LEAP does not directly support the generation constraint that you describe. Instead, you may constrain the total amount of installed capacity in any year using the Maximum Capacity constraint (ensuring that only sufficient capacity is available to meet a fixed generation target):
http://www.energycommunity.org/WebHelpPro/Transformation/Maximum_Capacity.htm
...and/or you may constrain the annual addition of new capacity in any year, using the Maximum Capacity Addition:
http://www.energycommunity.org/WebHelpPro/Transformation/Maximum_Capacity_Addition.htm
One additional idea comes to mind which allows you to constrain the electricity generation for a process, but it requires using LEAP's functionality in a way for which it wasn't designed - by using an emission constraint.
1) Define a new environmental effect by opening the Effects window (top of LEAP's toolbar) and choosing the green "+". Title the effect "MaxSolar" and assign it to the category "Other effects".
2) In Basic Params, enable "Complex Effects" in the Scope & Scale tab by checking the box.
3) Also in Basic Params, check "Enable Emissions Constraints" in the Optimization tab.
4) Add a new environmental effect to the "Solar" Feedstock Fuel which appears underneath your solar electricity generation process, in your optimized transformation module. Choose the effect you just created, "MaxSolar".
5) In the units for the newly added Environmental Loading, choose Kilogramme per Gigawatt-Hour, and "Per unit energy produced" from the Method selector. Enter a value "1" in the Expression for the Environmental Loading.
6) Under the Effects folder in the tree (directly beneath Key Assumptions) add a new branch for the MaxSolar loading.

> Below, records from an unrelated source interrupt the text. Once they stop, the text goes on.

//! Locate command implementation.

use super::load_transcript;
use crate::cli::Output;
use crate::config::Settings;
use crate::source::{resolve_selection, SourceOffsetMapper};
use anyhow::Result;

/// Run the locate command.
pub fn run_locate(note: &str, line: usize, settings: &Settings) -> Result<()> {
    let loaded = load_transcript(note, settings)?;
    let marker = settings.document.block_marker.as_str();

    let Some(model) = loaded.document.lines.get(line) else {
        anyhow::bail!(
            "Line {} does not exist ({} lines)",
            line,
            loaded.document.lines.len()
        );
    };

    let range = match &loaded.block {
        Some(found) => resolve_selection(
            &loaded.content,
            marker,
            found.block.has_directive(),
            model.rows,
        ),
        None => SourceOffsetMapper::whole(&loaded.content).select_or_default(model.rows),
    };

    Output::kv("Range", &range.to_string());
    let rows: Vec<&str> = loaded.content.lines().collect();
    for row in range.from.line..=range.to.line {
        if let Some(text) = rows.get(row) {
            println!("{:>5} | {}", row + 1, text);
        }
    }

    Ok(())
}
//! SubRip (SRT) parser.
//!
//! Tokenizes on cue headers: a sequence number row followed by a
//! `hh:mm:ss,mmm --> hh:mm:ss,mmm` timing row. Only the start time drives
//! synchronization; the sequence number and end time are kept for display.

use super::FormatParser;
use crate::transcript::models::RowIndex;
use crate::transcript::{Document, LineModel, RowSpan, TimeCode, TranscriptFormat};
use regex::Regex;
use tracing::warn;

/// SRT transcript parser.
pub struct SrtParser {
    cue_regex: Regex,
}

impl SrtParser {
    pub fn new() -> Self {
        let cue_regex = Regex::new(
            r"(?m)^(\d+)[ \t]*\r?\n(\d+):(\d{2}):(\d{2}),(\d{3}) --> (\d+:\d{2}:\d{2},\d{3})",
        )
        .expect("Invalid regex");

        Self { cue_regex }
    }
}

impl Default for SrtParser {
    fn default() -> Self {
        Self::new()
    }
}

impl FormatParser for SrtParser {
    fn format(&self) -> TranscriptFormat {
        TranscriptFormat::Srt
    }

    fn score(&self, content: &str) -> usize {
        self.cue_regex.find_iter(content).count()
    }

    fn parse(&self, content: &str) -> Document {
        let rows = RowIndex::new(content);
        let cues: Vec<_> = self.cue_regex.captures_iter(content).collect();

        let header_end = cues
            .first()
            .and_then(|c| c.get(0))
            .map_or(content.len(), |m| m.start());

        let mut lines = Vec::with_capacity(cues.len());

        for (i, caps) in cues.iter().enumerate() {
            let Some(header) = caps.get(0) else { continue };
            let block_end = cues
                .get(i + 1)
                .and_then(|c| c.get(0))
                .map_or(content.len(), |m| m.start());

            // Anything after the end stamp on the timing row (cue settings)
            // is not part of the body.
            let body_start = content[header.end()..block_end]
                .find('\n')
                .map_or(block_end, |nl| header.end() + nl + 1);

            let text = content[body_start..block_end].trim().to_string();

            let timing_row = rows.row_of(header.end());
            let span = if text.is_empty() {
                RowSpan::new(timing_row + 1, timing_row + 1)
            } else {
                rows.content_span(content, body_start, block_end)
            };

            let start = TimeCode::from_srt_parts(&caps[2], &caps[3], &caps[4], &caps[5]);
            let mut line = match start {
                Ok(ts) => LineModel::timed(ts, text, span),
                Err(e) => {
                    warn!("Row {}: {}; keeping the cue untimed", timing_row + 1, e);
                    LineModel::untimed(text, span)
                }
            };

            line.sequence = caps[1].parse().ok();
            line.end = match TimeCode::parse_srt(&caps[6]) {
                Ok(end) => Some(end),
                Err(e) => {
                    warn!("Row {}: bad end time: {}", timing_row + 1, e);
                    None
                }
            };

            lines.push(line);
        }

        Document {
            format: Some(TranscriptFormat::Srt),
            header: content[..header_end].to_string(),
            header_rows: rows.row_of(header_end),
            lines,
        }
    }
}
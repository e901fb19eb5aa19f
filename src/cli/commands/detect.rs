//! Detect command implementation.

use super::load_transcript;
use crate::cli::Output;
use crate::config::Settings;
use crate::transcript::{detect, scores};
use anyhow::Result;

/// Run the detect command.
pub fn run_detect(file: &str, settings: &Settings) -> Result<()> {
    let loaded = load_transcript(file, settings)?;
    let text = match &loaded.block {
        Some(found) => {
            Output::info(&format!(
                "Reading the transcript block at row {}",
                found.marker_row + 1
            ));
            found.block.text.as_str()
        }
        None => loaded.content.as_str(),
    };

    Output::header("Scores");
    for (format, score) in scores(text) {
        Output::kv(&format.to_string(), &score.to_string());
    }
    println!();

    match detect(text) {
        Some((parser, score)) => Output::success(&format!(
            "Detected {} ({} timestamps, {} timed lines)",
            parser.format(),
            score,
            loaded.document.timed_lines().count()
        )),
        None => Output::warning("No timestamps recognized; the content would be shown as-is"),
    }

    Ok(())
}
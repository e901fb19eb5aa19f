//! Media source resolution for transcript directives.
//!
//! Supports both audio and video files.

use crate::error::{LrcsyncError, Result};
use serde::Serialize;
use std::path::{Path, PathBuf};

/// Supported audio file extensions.
const AUDIO_EXTENSIONS: &[&str] = &[
    "mp3", "wav", "flac", "aac", "ogg", "opus", "m4a", "wma", "aiff", "alac",
];

/// Supported video file extensions.
const VIDEO_EXTENSIONS: &[&str] = &[
    "mp4", "mkv", "avi", "mov", "webm", "flv", "wmv", "m4v", "mpeg", "mpg", "3gp",
];

/// Kind of media a directive points at.
#[derive(Debug, Clone, Copy, PartialEq, Eq, Serialize)]
#[serde(rename_all = "lowercase")]
pub enum MediaKind {
    Audio,
    Video,
}

impl MediaKind {
    /// Classify a path by its extension.
    pub fn of(path: &Path) -> Option<Self> {
        let ext = path.extension()?.to_str()?.to_lowercase();
        if AUDIO_EXTENSIONS.contains(&ext.as_str()) {
            Some(MediaKind::Audio)
        } else if VIDEO_EXTENSIONS.contains(&ext.as_str()) {
            Some(MediaKind::Video)
        } else {
            None
        }
    }
}

impl std::fmt::Display for MediaKind {
    fn fmt(&self, f: &mut std::fmt::Formatter<'_>) -> std::fmt::Result {
        match self {
            MediaKind::Audio => write!(f, "audio"),
            MediaKind::Video => write!(f, "video"),
        }
    }
}

/// A media file backing a transcript.
#[derive(Debug, Clone, PartialEq, Eq, Serialize)]
pub struct MediaSource {
    pub path: PathBuf,
    pub kind: MediaKind,
}

impl MediaSource {
    /// Display title, taken from the file stem.
    pub fn title(&self) -> String {
        self.path
            .file_stem()
            .and_then(|s| s.to_str())
            .unwrap_or("Unknown")
            .to_string()
    }
}

/// Resolve a `source` directive to an existing media file.
///
/// `~` is expanded and relative paths are joined to `base_dir` (the
/// directory of the note holding the block).
pub async fn resolve(directive: &str, base_dir: Option<&Path>) -> Result<MediaSource> {
    let expanded = shellexpand::tilde(directive.trim());
    let mut path = PathBuf::from(expanded.as_ref());
    if path.is_relative() {
        if let Some(base) = base_dir {
            path = base.join(path);
        }
    }

    let Some(kind) = MediaKind::of(&path) else {
        return Err(LrcsyncError::UnresolvedMediaSource(format!(
            "Not a recognized audio or video file: {}",
            directive
        )));
    };

    match tokio::fs::metadata(&path).await {
        Ok(meta) if meta.is_file() => Ok(MediaSource { path, kind }),
        Ok(_) => Err(LrcsyncError::UnresolvedMediaSource(format!(
            "Not a file: {}",
            path.display()
        ))),
        Err(e) if e.kind() == std::io::ErrorKind::NotFound => Err(
            LrcsyncError::UnresolvedMediaSource(format!("File not found: {}", path.display())),
        ),
        Err(e) => Err(LrcsyncError::UnresolvedMediaSource(format!(
            "{}: {}",
            path.display(),
            e
        ))),
    }
}

#[cfg(test)]
mod tests {
    use super::*;
    use tokio_test::{assert_err, assert_ok};

    #[test]
    fn test_media_kind() {
        assert_eq!(MediaKind::of(Path::new("audio.mp3")), Some(MediaKind::Audio));
        assert_eq!(MediaKind::of(Path::new("audio.WAV")), Some(MediaKind::Audio));
        assert_eq!(MediaKind::of(Path::new("/path/to/clip.MKV")), Some(MediaKind::Video));
        assert_eq!(MediaKind::of(Path::new("document.pdf")), None);
        assert_eq!(MediaKind::of(Path::new("no_extension")), None);
    }

    #[tokio::test]
    async fn test_resolve_relative_to_note() {
        let dir = tempfile::tempdir().unwrap();
        std::fs::create_dir(dir.path().join("audio")).unwrap();
        std::fs::write(dir.path().join("audio/song.mp3"), b"").unwrap();

        let media = assert_ok!(resolve("audio/song.mp3", Some(dir.path())).await);
        assert_eq!(media.kind, MediaKind::Audio);
        assert_eq!(media.title(), "song");
        assert_eq!(media.path, dir.path().join("audio/song.mp3"));
    }

    #[tokio::test]
    async fn test_resolve_missing_file() {
        let dir = tempfile::tempdir().unwrap();
        let err = assert_err!(resolve("gone.flac", Some(dir.path())).await);
        assert!(matches!(err, LrcsyncError::UnresolvedMediaSource(_)));
    }

    #[tokio::test]
    async fn test_resolve_rejects_non_media() {
        let dir = tempfile::tempdir().unwrap();
        std::fs::write(dir.path().join("notes.txt"), b"").unwrap();
        std::fs::create_dir(dir.path().join("folder.mp4")).unwrap();

        let err = resolve("notes.txt", Some(dir.path())).await.unwrap_err();
        assert!(matches!(err, LrcsyncError::UnresolvedMediaSource(_)));

        let err = resolve("folder.mp4", Some(dir.path())).await.unwrap_err();
        assert!(matches!(err, LrcsyncError::UnresolvedMediaSource(_)));
    }
}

In the Annual Emission Constraint for that variable, change the units to Kilogramme.
You should now be able to add an "emission constraint" (in kilogrammes) which corresponds exactly to the maximum number of GWh which your solar process may generate in any year. Unfortunately it is not expressed as a *percentage* of annual electricity generated, but by experimenting a bit you should be able to determine an appropriate maximum absolute GWh from solar that you wish to permit in any year.